Broadening of the superconducting transition by fluctuations in three-dimensional metals at high magnetic fields

The Bragg-chain model of the two-dimensional (2D) vortex state at high magnetic field [V. N. Zhuravlev and T. Maniv, Phys. Rev. B 60, 4277 (1999)] is extended to an array of coupled superconducting (SC) layers. Application to ${\mathrm{MgB}}_2$ and ${\mathrm{YNi}}_2{\mathrm{B}}_2\mathrm{C}$ yields good quantitative agreement with high-field magnetization measurements, indicating that the smeared transitions observed in these materials are, at least in great part, due to SC fluctuations. Similar to the situation in a 2D system, the melting of the vortex lattice in strongly coupled SC layers is predicted to occur well below the mean field $H_{c2}$.

Figure 1

(Color online) The spatially averaged mean-squared order parameter (measured in units of the 2D smearing parameter ${\alpha }_{0I}$) ${\Phi }_0\left(x\right)$ as a function of the dimensionless parameter $x=\alpha ∕\sqrt{2\beta {\beta }_a{k}_{B}T}$ (see text) around the mean-field (MF) transition point $x=0$ in the weak- and strong-coupling limits (solid lines).
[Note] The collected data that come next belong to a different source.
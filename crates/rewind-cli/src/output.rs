use clap::ValueEnum;
use owo_colors::OwoColorize;
use serde_json::json;

#[derive(Debug, Clone, Copy, PartialEq, Eq, ValueEnum)]
pub enum OutputFormat {
    Human,
    Json,
    #[value(name = "json-pretty")]
    JsonPretty,
}

pub struct Output {
    format: OutputFormat,
    quiet: bool,
}

impl Output {
    pub fn new(format: OutputFormat, quiet: bool) -> Self {
        Self { format, quiet }
    }

    pub fn format(&self) -> OutputFormat {
        self.format
    }

    pub fn success(&self, msg: impl AsRef<str>) {
        if self.quiet {
            return;
        }

        match self.format {
            OutputFormat::Human => {
                println!("{} {}", "✓".green(), msg.as_ref());
            }
            OutputFormat::Json | OutputFormat::JsonPretty => {
                let json = json!({
                    "type": "success",
                    "message": msg.as_ref()
                });
                self.print_json(&json);
            }
        }
    }

    pub fn error(&self, msg: impl AsRef<str>) {
        // Errors are shown even in quiet mode
        match self.format {
            OutputFormat::Human => {
                eprintln!("{} {}", "✗".red(), msg.as_ref());
            }
            OutputFormat::Json | OutputFormat::JsonPretty => {
                let json = json!({
                    "type": "error",
                    "message": msg.as_ref()
                });
                self.print_json(&json);
            }
        }
    }

    pub fn warn(&self, msg: impl AsRef<str>) {
        if self.quiet {
            return;
        }

        match self.format {
            OutputFormat::Human => {
                println!("{} {}", "⚠".yellow(), msg.as_ref());
            }
            OutputFormat::Json | OutputFormat::JsonPretty => {
                let json = json!({
                    "type": "warning",
                    "message": msg.as_ref()
                });
                self.print_json(&json);
            }
        }
    }

    pub fn println(&self, msg: impl AsRef<str>) {
        if self.quiet {
            return;
        }

        match self.format {
            OutputFormat::Human => {
                println!("{}", msg.as_ref());
            }
            OutputFormat::Json | OutputFormat::JsonPretty => {
                let json = json!({
                    "type": "info",
                    "message": msg.as_ref()
                });
                self.print_json(&json);
            }
        }
    }

    pub fn json(&self, data: &serde_json::Value) {
        self.print_json(data);
    }

    fn print_json(&self, data: &serde_json::Value) {
        match self.format {
            OutputFormat::Json => {
                println!("{}", serde_json::to_string(data).unwrap_or_default());
            }
            OutputFormat::JsonPretty => {
                println!("{}", serde_json::to_string_pretty(data).unwrap_or_default());
            }
            OutputFormat::Human => {
                println!("{}", data);
            }
        }
    }
}
//! Creates the users, profiles, posts and comments tables.

use sea_orm_migration::prelude::*;

#[derive(DeriveMigrationName)]
pub struct Migration;

#[async_trait::async_trait]
impl MigrationTrait for Migration {
    async fn up(&self, manager: &SchemaManager) -> Result<(), DbErr> {
        manager
            .create_table(
                Table::create()
                    .table(Users::Table)
                    .if_not_exists()
                    .col(ColumnDef::new(Users::Id).uuid().not_null().primary_key())
                    .col(
                        ColumnDef::new(Users::Username)
                            .string()
                            .not_null()
                            .unique_key(),
                    )
                    .col(ColumnDef::new(Users::Email).string().not_null().unique_key())
                    .col(ColumnDef::new(Users::PasswordHash).string().not_null())
                    .col(
                        ColumnDef::new(Users::IsActive)
                            .boolean()
                            .not_null()
                            .default(true),
                    )
                    .col(
                        ColumnDef::new(Users::IsStaff)
                            .boolean()
                            .not_null()
                            .default(false),
                    )
                    .col(
                        ColumnDef::new(Users::DateJoined)
                            .timestamp_with_time_zone()
                            .not_null(),
                    )
                    .to_owned(),
            )
            .await?;

        manager
            .create_table(
                Table::create()
                    .table(Profiles::Table)
                    .if_not_exists()
                    .col(
                        ColumnDef::new(Profiles::UserId)
                            .uuid()
                            .not_null()
                            .primary_key(),
                    )
                    .col(ColumnDef::new(Profiles::Bio).text())
                    .col(ColumnDef::new(Profiles::Avatar).string())
                    .col(ColumnDef::new(Profiles::Website).string())
                    .foreign_key(
                        ForeignKey::create()
                            .name("fk_profiles_user")
                            .from(Profiles::Table, Profiles::UserId)
                            .to(Users::Table, Users::Id)
                            .on_update(ForeignKeyAction::Cascade)
                            .on_delete(ForeignKeyAction::Cascade),
                    )
                    .to_owned(),
            )
            .await?;

        manager
            .create_table(
                Table::create()
                    .table(Posts::Table)
                    .if_not_exists()
                    .col(ColumnDef::new(Posts::Id).uuid().not_null().primary_key())
                    .col(ColumnDef::new(Posts::AuthorId).uuid().not_null())
                    .col(ColumnDef::new(Posts::Title).string().not_null())
                    .col(ColumnDef::new(Posts::Content).text().not_null())
                    .col(
                        ColumnDef::new(Posts::CreatedAt)
                            .timestamp_with_time_zone()
                            .not_null(),
                    )
                    .foreign_key(
                        ForeignKey::create()
                            .name("fk_posts_author")
                            .from(Posts::Table, Posts::AuthorId)
                            .to(Users::Table, Users::Id)
                            .on_update(ForeignKeyAction::Cascade)
                            .on_delete(ForeignKeyAction::Cascade),
                    )
                    .to_owned(),
            )
            .await?;

        manager
            .create_index(
                Index::create()
                    .name("idx_posts_created_at")
                    .table(Posts::Table)
                    .col(Posts::CreatedAt)
                    .to_owned(),
            )
            .await?;

        manager
            .create_table(
                Table::create()
                    .table(Comments::Table)
                    .if_not_exists()
                    .col(ColumnDef::new(Comments::Id).uuid().not_null().primary_key())
                    .col(ColumnDef::new(Comments::PostId).uuid().not_null())
                    .col(ColumnDef::new(Comments::AuthorId).uuid().not_null())
                    .col(ColumnDef::new(Comments::Content).text().not_null())
                    .col(
                        ColumnDef::new(Comments::CreatedAt)
                            .timestamp_with_time_zone()
                            .not_null(),
                    )
                    .foreign_key(
                        ForeignKey::create()
                            .name("fk_comments_post")
                            .from(Comments::Table, Comments::PostId)
                            .to(Posts::Table, Posts::Id)
                            .on_update(ForeignKeyAction::Cascade)
                            .on_delete(ForeignKeyAction::Cascade),
                    )
                    .foreign_key(
                        ForeignKey::create()
                            .name("fk_comments_author")
                            .from(Comments::Table, Comments::AuthorId)
                            .to(Users::Table, Users::Id)
                            .on_update(ForeignKeyAction::Cascade)
                            .on_delete(ForeignKeyAction::Cascade),
                    )
                    .to_owned(),
            )
            .await?;

        manager
            .create_index(
                Index::create()
                    .name("idx_comments_post_created_at")
                    .table(Comments::Table)
                    .col(Comments::PostId)
                    .col(Comments::CreatedAt)
                    .to_owned(),
            )
            .await
    }

    async fn down(&self, manager: &SchemaManager) -> Result<(), DbErr> {
        manager
            .drop_table(Table::drop().table(Comments::Table).to_owned())
            .await?;
        manager
            .drop_table(Table::drop().table(Posts::Table).to_owned())
            .await?;
        manager
            .drop_table(Table::drop().table(Profiles::Table).to_owned())
            .await?;
        manager
            .drop_table(Table::drop().table(Users::Table).to_owned())
            .await
    }
}

#[derive(DeriveIden)]
enum Users {
    Table,
    Id,
    Username,
    Email,
    PasswordHash,
    IsActive,
    IsStaff,
    DateJoined,
}

#[derive(DeriveIden)]
enum Profiles {
    Table,
    UserId,
    Bio,
    Avatar,
    Website,
}

#[derive(DeriveIden)]
enum Posts {
    Table,
    Id,
    AuthorId,
    Title,
    Content,
    CreatedAt,
}

#[derive(DeriveIden)]
enum Comments {
    Table,
    Id,
    PostId,
    AuthorId,
    Content,
    CreatedAt,
}
//! Staff-only back-office: dashboard, searchable listings, moderation.

use actix_web::{HttpResponse, web};
use serde::{Deserialize, Serialize};
use uuid::Uuid;

use quill_core::domain::Page;
use quill_core::ports::{CommentFilter, PostFilter};

use crate::handlers::load_authors;
use crate::middleware::auth::{Identity, OptionalIdentity};
use crate::middleware::error::AppResult;
use crate::pages::{base_context, format_timestamp, redirect, render};
use crate::state::AppState;

/// Query parameters shared by the admin listing screens.
#[derive(Debug, Deserialize)]
pub struct AdminQuery {
    pub search: Option<String>,
    pub author: Option<Uuid>,
    pub post: Option<Uuid>,
    pub page: Option<u64>,
}

#[derive(Serialize)]
struct Pagination {
    page: u64,
    total_pages: u64,
    total_items: u64,
    has_prev: bool,
    has_next: bool,
}

fn pagination<T>(page: &Page<T>) -> Pagination {
    Pagination {
        page: page.page,
        total_pages: page.total_pages,
        total_items: page.total_items,
        has_prev: page.has_prev(),
        has_next: page.has_next(),
    }
}

/// First 50 characters of a comment for the listing column.
fn content_preview(content: &str) -> String {
    const MAX_CHARS: usize = 50;
    if content.chars().count() > MAX_CHARS {
        let cut: String = content.chars().take(MAX_CHARS).collect();
        format!("{cut}...")
    } else {
        content.to_string()
    }
}

/// Resolve the staff identity or bounce the visitor to the login page.
fn require_staff(identity: &OptionalIdentity) -> Result<&Identity, HttpResponse> {
    match &identity.0 {
        Some(identity) if identity.is_staff => Ok(identity),
        _ => Err(redirect("/login")),
    }
}

/// Carry the active filters into the template for pagination links.
fn insert_filters(ctx: &mut tera::Context, query: &AdminQuery) {
    ctx.insert("search", &query.search.as_deref().unwrap_or(""));
    if let Some(author) = query.author {
        ctx.insert("author_filter", &author.to_string());
    }
    if let Some(post) = query.post {
        ctx.insert("post_filter", &post.to_string());
    }
}

/// GET /admin-panel
pub async fn dashboard(
    state: web::Data<AppState>,
    identity: OptionalIdentity,
) -> AppResult<HttpResponse> {
    let identity = match require_staff(&identity) {
        Ok(identity) => identity,
        Err(response) => return Ok(response),
    };

    let mut ctx = base_context(Some(identity));
    ctx.insert("user_count", &state.users.count().await?);
    ctx.insert("post_count", &state.posts.count().await?);
    ctx.insert("comment_count", &state.comments.count().await?);
    render(&state, "admin/dashboard.html", &ctx)
}

#[derive(Serialize)]
struct UserRow {
    id: String,
    username: String,
    email: String,
    is_active: bool,
    is_staff: bool,
    date_joined: String,
}

/// GET /admin-panel/users
pub async fn users(
    state: web::Data<AppState>,
    identity: OptionalIdentity,
    query: web::Query<AdminQuery>,
) -> AppResult<HttpResponse> {
    let identity = match require_staff(&identity) {
        Ok(identity) => identity,
        Err(response) => return Ok(response),
    };
    let query = query.into_inner();

    let page = state
        .users
        .search(query.search.as_deref(), query.page.unwrap_or(1))
        .await?;

    let rows: Vec<UserRow> = page
        .items
        .iter()
        .map(|user| UserRow {
            id: user.id.to_string(),
            username: user.username.clone(),
            email: user.email.clone(),
            is_active: user.is_active,
            is_staff: user.is_staff,
            date_joined: format_timestamp(&user.date_joined),
        })
        .collect();

    let mut ctx = base_context(Some(identity));
    ctx.insert("users", &rows);
    ctx.insert("pagination", &pagination(&page));
    insert_filters(&mut ctx, &query);
    render(&state, "admin/users.html", &ctx)
}

#[derive(Serialize)]
struct PostRow {
    id: String,
    title: String,
    author: String,
    created_at: String,
}

/// GET /admin-panel/posts
pub async fn posts(
    state: web::Data<AppState>,
    identity: OptionalIdentity,
    query: web::Query<AdminQuery>,
) -> AppResult<HttpResponse> {
    let identity = match require_staff(&identity) {
        Ok(identity) => identity,
        Err(response) => return Ok(response),
    };
    let query = query.into_inner();

    let filter = PostFilter {
        search: query.search.clone(),
        author_id: query.author,
    };
    let page = state.posts.search(&filter, query.page.unwrap_or(1)).await?;
    let authors = load_authors(&state, page.items.iter().map(|p| p.author_id)).await?;

    let rows: Vec<PostRow> = page
        .items
        .iter()
        .map(|post| PostRow {
            id: post.id.to_string(),
            title: post.title.clone(),
            author: authors[&post.author_id].username.clone(),
            created_at: format_timestamp(&post.created_at),
        })
        .collect();

    let mut ctx = base_context(Some(identity));
    ctx.insert("posts", &rows);
    ctx.insert("pagination", &pagination(&page));
    insert_filters(&mut ctx, &query);
    render(&state, "admin/posts.html", &ctx)
}

#[derive(Serialize)]
struct CommentRow {
    id: String,
    preview: String,
    author: String,
    post_id: String,
    created_at: String,
}

/// GET /admin-panel/comments
pub async fn comments(
    state: web::Data<AppState>,
    identity: OptionalIdentity,
    query: web::Query<AdminQuery>,
) -> AppResult<HttpResponse> {
    let identity = match require_staff(&identity) {
        Ok(identity) => identity,
        Err(response) => return Ok(response),
    };
    let query = query.into_inner();

    let filter = CommentFilter {
        search: query.search.clone(),
        author_id: query.author,
        post_id: query.post,
    };
    let page = state
        .comments
        .search(&filter, query.page.unwrap_or(1))
        .await?;
    let authors = load_authors(&state, page.items.iter().map(|c| c.author_id)).await?;

    let rows: Vec<CommentRow> = page
        .items
        .iter()
        .map(|comment| CommentRow {
            id: comment.id.to_string(),
            preview: content_preview(&comment.content),
            author: authors[&comment.author_id].username.clone(),
            post_id: comment.post_id.to_string(),
            created_at: format_timestamp(&comment.created_at),
        })
        .collect();

    let mut ctx = base_context(Some(identity));
    ctx.insert("comments", &rows);
    ctx.insert("pagination", &pagination(&page));
    insert_filters(&mut ctx, &query);
    render(&state, "admin/comments.html", &ctx)
}

/// POST /admin-panel/posts/{id}/delete - staff moderation.
pub async fn delete_post(
    state: web::Data<AppState>,
    identity: OptionalIdentity,
    path: web::Path<Uuid>,
) -> AppResult<HttpResponse> {
    let identity = match require_staff(&identity) {
        Ok(identity) => identity,
        Err(response) => return Ok(response),
    };
    let id = path.into_inner();

    state.posts.delete(id).await?;
    tracing::info!(post_id = %id, staff = %identity.username, "Post removed by staff");

    Ok(redirect("/admin-panel/posts"))
}

/// POST /admin-panel/comments/{id}/delete - staff moderation.
pub async fn delete_comment(
    state: web::Data<AppState>,
    identity: OptionalIdentity,
    path: web::Path<Uuid>,
) -> AppResult<HttpResponse> {
    let identity = match require_staff(&identity) {
        Ok(identity) => identity,
        Err(response) => return Ok(response),
    };
    let id = path.into_inner();

    state.comments.delete(id).await?;
    tracing::info!(comment_id = %id, staff = %identity.username, "Comment removed by staff");

    Ok(redirect("/admin-panel/comments"))
}

#[cfg(test)]
mod tests {
    use super::content_preview;

    #[test]
    fn test_content_preview_truncates_long_bodies() {
        let short = "short comment";
        assert_eq!(content_preview(short), short);

        let long = "x".repeat(80);
        let preview = content_preview(&long);
        assert_eq!(preview.chars().count(), 53);
        assert!(preview.ends_with("..."));
    }

    #[test]
    fn test_content_preview_respects_char_boundaries() {
        let long = "é".repeat(60);
        let preview = content_preview(&long);
        assert!(preview.ends_with("..."));
    }
}
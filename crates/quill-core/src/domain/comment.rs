use chrono::{DateTime, Utc};
use serde::{Deserialize, Serialize};
use uuid::Uuid;

/// Comment entity - a reply attached to exactly one post.
#[derive(Debug, Clone, Serialize, Deserialize)]
pub struct Comment {
    pub id: Uuid,
    pub post_id: Uuid,
    pub author_id: Uuid,
    pub content: String,
    pub created_at: DateTime<Utc>,
}

impl Comment {
    pub fn new(post_id: Uuid, author_id: Uuid, content: String) -> Self {
        Self {
            id: Uuid::new_v4(),
            post_id,
            author_id,
            content,
            created_at: Utc::now(),
        }
    }
}
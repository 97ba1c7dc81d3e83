use serde::{Deserialize, Serialize};

/// One page of a paginated listing.
///
/// `page` is 1-based. Repositories clamp out-of-range requests to the last
/// page rather than returning an empty page.
#[derive(Debug, Clone, Serialize, Deserialize)]
pub struct Page<T> {
    pub items: Vec<T>,
    pub page: u64,
    pub page_size: u64,
    pub total_items: u64,
    pub total_pages: u64,
}

impl<T> Page<T> {
    /// An empty first page, used when a listing has no rows at all.
    pub fn empty(page_size: u64) -> Self {
        Self {
            items: Vec::new(),
            page: 1,
            page_size,
            total_items: 0,
            total_pages: 0,
        }
    }

    pub fn has_prev(&self) -> bool {
        self.page > 1
    }

    pub fn has_next(&self) -> bool {
        self.page < self.total_pages
    }

    /// Map the items while keeping the page geometry.
    pub fn map<U>(self, f: impl FnMut(T) -> U) -> Page<U> {
        Page {
            items: self.items.into_iter().map(f).collect(),
            page: self.page,
            page_size: self.page_size,
            total_items: self.total_items,
            total_pages: self.total_pages,
        }
    }
}

#[cfg(test)]
mod tests {
    use super::*;

    #[test]
    fn test_page_navigation_flags() {
        let page = Page {
            items: vec![1, 2, 3],
            page: 2,
            page_size: 3,
            total_items: 8,
            total_pages: 3,
        };

        assert!(page.has_prev());
        assert!(page.has_next());

        let last = Page { page: 3, ..page };
        assert!(!last.has_next());
    }

    #[test]
    fn test_empty_page() {
        let page: Page<u32> = Page::empty(10);
        assert!(page.items.is_empty());
        assert!(!page.has_prev());
        assert!(!page.has_next());
    }
}
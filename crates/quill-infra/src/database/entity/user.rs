//! User entity for SeaORM.

use sea_orm::Set;
use sea_orm::entity::prelude::*;

#[derive(Clone, Debug, PartialEq, Eq, DeriveEntityModel)]
#[sea_orm(table_name = "users")]
pub struct Model {
    #[sea_orm(primary_key, auto_increment = false)]
    pub id: Uuid,
    #[sea_orm(unique)]
    pub username: String,
    #[sea_orm(unique)]
    pub email: String,
    pub password_hash: String,
    pub is_active: bool,
    pub is_staff: bool,
    pub date_joined: DateTimeWithTimeZone,
}

#[derive(Copy, Clone, Debug, EnumIter, DeriveRelation)]
pub enum Relation {
    #[sea_orm(has_many = "super::post::Entity")]
    Posts,
    #[sea_orm(has_many = "super::comment::Entity")]
    Comments,
    #[sea_orm(has_one = "super::profile::Entity")]
    Profile,
}

impl Related<super::post::Entity> for Entity {
    fn to() -> RelationDef {
        Relation::Posts.def()
    }
}

impl Related<super::comment::Entity> for Entity {
    fn to() -> RelationDef {
        Relation::Comments.def()
    }
}

impl Related<super::profile::Entity> for Entity {
    fn to() -> RelationDef {
        Relation::Profile.def()
    }
}

impl ActiveModelBehavior for ActiveModel {}

/// Conversion from SeaORM Model to domain User.
impl From<Model> for quill_core::domain::User {
    fn from(model: Model) -> Self {
        Self {
            id: model.id,
            username: model.username,
            email: model.email,
            password_hash: model.password_hash,
            is_active: model.is_active,
            is_staff: model.is_staff,
            date_joined: model.date_joined.into(),
        }
    }
}

/// Conversion from domain User to SeaORM ActiveModel.
impl From<quill_core::domain::User> for ActiveModel {
    fn from(user: quill_core::domain::User) -> Self {
        Self {
            id: Set(user.id),
            username: Set(user.username),
            email: Set(user.email),
            password_hash: Set(user.password_hash),
            is_active: Set(user.is_active),
            is_staff: Set(user.is_staff),
            date_joined: Set(user.date_joined.into()),
        }
    }
}
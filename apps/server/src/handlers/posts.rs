//! Post CRUD handlers.

use actix_web::{HttpResponse, web};
use uuid::Uuid;

use quill_core::domain::Post;
use quill_shared::dto::{PostPayload, PostResponse};

use crate::handlers::{load_authors, post_response};
use crate::middleware::auth::Identity;
use crate::middleware::error::{AppError, AppResult};
use crate::state::AppState;
use crate::validation;

/// GET /api/posts - all posts, newest first.
pub async fn list(state: web::Data<AppState>) -> AppResult<HttpResponse> {
    let posts = state.posts.list_recent().await?;
    let authors = load_authors(&state, posts.iter().map(|p| p.author_id)).await?;

    let response: Vec<PostResponse> = posts
        .into_iter()
        .map(|post| {
            let author = &authors[&post.author_id];
            post_response(post, author)
        })
        .collect();

    Ok(HttpResponse::Ok().json(response))
}

/// GET /api/posts/{id}
pub async fn get(state: web::Data<AppState>, path: web::Path<Uuid>) -> AppResult<HttpResponse> {
    let id = path.into_inner();

    let post = state
        .posts
        .find_by_id(id)
        .await?
        .ok_or_else(|| AppError::NotFound(format!("Post {id} not found")))?;

    let author = state
        .users
        .find_by_id(post.author_id)
        .await?
        .ok_or_else(|| AppError::Internal("Post author missing".to_string()))?;

    Ok(HttpResponse::Ok().json(post_response(post, &author)))
}

/// POST /api/posts
pub async fn create(
    state: web::Data<AppState>,
    identity: Identity,
    body: web::Json<PostPayload>,
) -> AppResult<HttpResponse> {
    let req = body.into_inner();

    validation::validate_post(&req.title, &req.content).map_err(AppError::Validation)?;

    let post = Post::new(identity.user_id, req.title, req.content);
    let saved = state.posts.insert(post).await?;

    tracing::info!(post_id = %saved.id, author = %identity.username, "Post created");

    let author = state
        .users
        .find_by_id(identity.user_id)
        .await?
        .ok_or_else(|| AppError::NotFound("User no longer exists".to_string()))?;

    Ok(HttpResponse::Created().json(post_response(saved, &author)))
}

/// PUT /api/posts/{id} - author only.
pub async fn update(
    state: web::Data<AppState>,
    identity: Identity,
    path: web::Path<Uuid>,
    body: web::Json<PostPayload>,
) -> AppResult<HttpResponse> {
    let id = path.into_inner();
    let req = body.into_inner();

    let mut post = state
        .posts
        .find_by_id(id)
        .await?
        .ok_or_else(|| AppError::NotFound(format!("Post {id} not found")))?;

    if post.author_id != identity.user_id {
        return Err(AppError::Forbidden);
    }

    validation::validate_post(&req.title, &req.content).map_err(AppError::Validation)?;

    post.title = req.title;
    post.content = req.content;
    let saved = state.posts.update(post).await?;

    let author = state
        .users
        .find_by_id(identity.user_id)
        .await?
        .ok_or_else(|| AppError::NotFound("User no longer exists".to_string()))?;

    Ok(HttpResponse::Ok().json(post_response(saved, &author)))
}

/// DELETE /api/posts/{id} - author only, removes the comments with it.
pub async fn delete(
    state: web::Data<AppState>,
    identity: Identity,
    path: web::Path<Uuid>,
) -> AppResult<HttpResponse> {
    let id = path.into_inner();

    let post = state
        .posts
        .find_by_id(id)
        .await?
        .ok_or_else(|| AppError::NotFound(format!("Post {id} not found")))?;

    if post.author_id != identity.user_id {
        return Err(AppError::Forbidden);
    }

    state.posts.delete(id).await?;
    tracing::info!(post_id = %id, author = %identity.username, "Post deleted");

    Ok(HttpResponse::NoContent().finish())
}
Dashed lines represent the corresponding results calculated from a simple interpolation formula (13). The result of 3D Monte Carlo simulation by Sasik and Stroud (Ref. 25) is shown as bold squares. The dotted straight line represents the result of mean-field theory. Inset: The derivative with respect to $x$ is plotted to emphasize the region where SC fluctuations are strong. Note the gross similarity between the two limiting curves within the main crossover region around the MF $H_{c2}$.

Figure 2

(Color online) Field dependence of the torque signal of a flux-grown ${\mathrm{YNi}}_2{\mathrm{B}}_2\mathrm{C}$ single crystal with the magnetic field rotated by $8^{°}$ from the $c$ axis towards the $a$ axis. The arrows indicate the field-sweep direction. The insets show the oscillating torque signal after background subtraction.

Figure 3

(Color online) (a) Dingle plot of the dHvA signal shown in Fig. 2 close to the SC transition (solid line) and the extrapolation of the corresponding Dingle plot from the normal state (dashed line). (b) Magnetization difference between the up and down sweep of the hysteresis loop shown in Fig. 2. Full triangles show the experimental data, while the solid lines represent best fits as described in the text. Both theoretical curves were obtained for ${\Delta }_0\simeq 7.6\mathrm{meV}$ and $H_{c2}\simeq 6.8\mathrm{T}$.